[Exercise aim]
Say how many lines in the entries contain "size", giving only the number.

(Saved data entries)
★ ★ ★ ★ ★ ★ ★

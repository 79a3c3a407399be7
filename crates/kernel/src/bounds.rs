//! Bounding-volume builder: world-space AABBs for static geometry.

use gallery_common::{Aabb, Transform};
use glam::Vec3;
use serde::{Deserialize, Serialize};

/// Local-space extent of a static object.
#[derive(Debug, Clone, Copy, PartialEq, Serialize, Deserialize)]
#[serde(tag = "kind", rename_all = "snake_case")]
pub enum Shape {
    /// Box centered on the origin with the given full size.
    Box { size: Vec3 },
    /// Flat quad in the local XY plane, centered on the origin, facing +Z.
    Plane { width: f32, height: f32 },
}

impl Shape {
    /// Corners of the shape in local space.
    pub fn corners(&self) -> Vec<Vec3> {
        match *self {
            Shape::Box { size } => {
                let h = size * 0.5;
                let mut corners = Vec::with_capacity(8);
                for sx in [-1.0, 1.0] {
                    for sy in [-1.0, 1.0] {
                        for sz in [-1.0, 1.0] {
                            corners.push(h * Vec3::new(sx, sy, sz));
                        }
                    }
                }
                corners
            }
            Shape::Plane { width, height } => {
                let (hw, hh) = (width * 0.5, height * 0.5);
                vec![
                    Vec3::new(-hw, -hh, 0.0),
                    Vec3::new(hw, -hh, 0.0),
                    Vec3::new(hw, hh, 0.0),
                    Vec3::new(-hw, hh, 0.0),
                ]
            }
        }
    }
}

/// Tightest axis-aligned box around the shape placed by `transform`.
///
/// Pure. Called once per obstacle and exhibit while the scene is built.
pub fn compute_aabb(transform: &Transform, shape: &Shape) -> Aabb {
    Aabb::from_points(shape.corners().into_iter().map(|c| transform.transform_point(c)))
        .unwrap_or_else(|| Aabb::new(transform.position, transform.position))
}

#[cfg(test)]
mod tests {
    use super::*;
    use std::f32::consts::FRAC_PI_2;

    fn approx(a: Vec3, b: Vec3) -> bool {
        (a - b).abs().max_element() < 1e-4
    }

    #[test]
    fn axis_aligned_box() {
        let t = Transform::from_position(Vec3::new(0.0, 0.0, -20.0));
        let b = compute_aabb(
            &t,
            &Shape::Box {
                size: Vec3::new(85.0, 20.0, 0.001),
            },
        );
        assert!(approx(b.min, Vec3::new(-42.5, -10.0, -20.0005)));
        assert!(approx(b.max, Vec3::new(42.5, 10.0, -19.9995)));
    }

    #[test]
    fn rotated_box_swaps_extents() {
        // Side wall: 80 long on X before a quarter turn, ends up spanning Z.
        let t = Transform::from_position_yaw(Vec3::new(-20.0, 0.0, 0.0), FRAC_PI_2);
        let b = compute_aabb(
            &t,
            &Shape::Box {
                size: Vec3::new(80.0, 20.0, 0.001),
            },
        );
        assert!(approx(b.min, Vec3::new(-20.0005, -10.0, -40.0)));
        assert!(approx(b.max, Vec3::new(-19.9995, 10.0, 40.0)));
    }

    #[test]
    fn plane_is_flat_along_its_normal() {
        let t = Transform::from_position(Vec3::new(-15.0, 2.0, -19.5));
        let b = compute_aabb(
            &t,
            &Shape::Plane {
                width: 5.0,
                height: 3.0,
            },
        );
        assert!(approx(b.min, Vec3::new(-17.5, 0.5, -19.5)));
        assert!(approx(b.max, Vec3::new(-12.5, 3.5, -19.5)));
        assert!(b.is_valid());
    }

    #[test]
    fn scale_is_applied() {
        let t = Transform {
            scale: Vec3::splat(2.0),
            ..Transform::default()
        };
        let b = compute_aabb(&t, &Shape::Box { size: Vec3::ONE });
        assert!(approx(b.size(), Vec3::splat(2.0)));
    }

    #[test]
    fn deterministic() {
        let t = Transform::from_position_yaw(Vec3::new(3.0, 1.0, 2.0), 0.7);
        let s = Shape::Plane {
            width: 2.0,
            height: 1.0,
        };
        assert_eq!(compute_aabb(&t, &s), compute_aabb(&t, &s));
    }
}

★ ★ ★ ★ ★ ★ ★

[Written solution]
8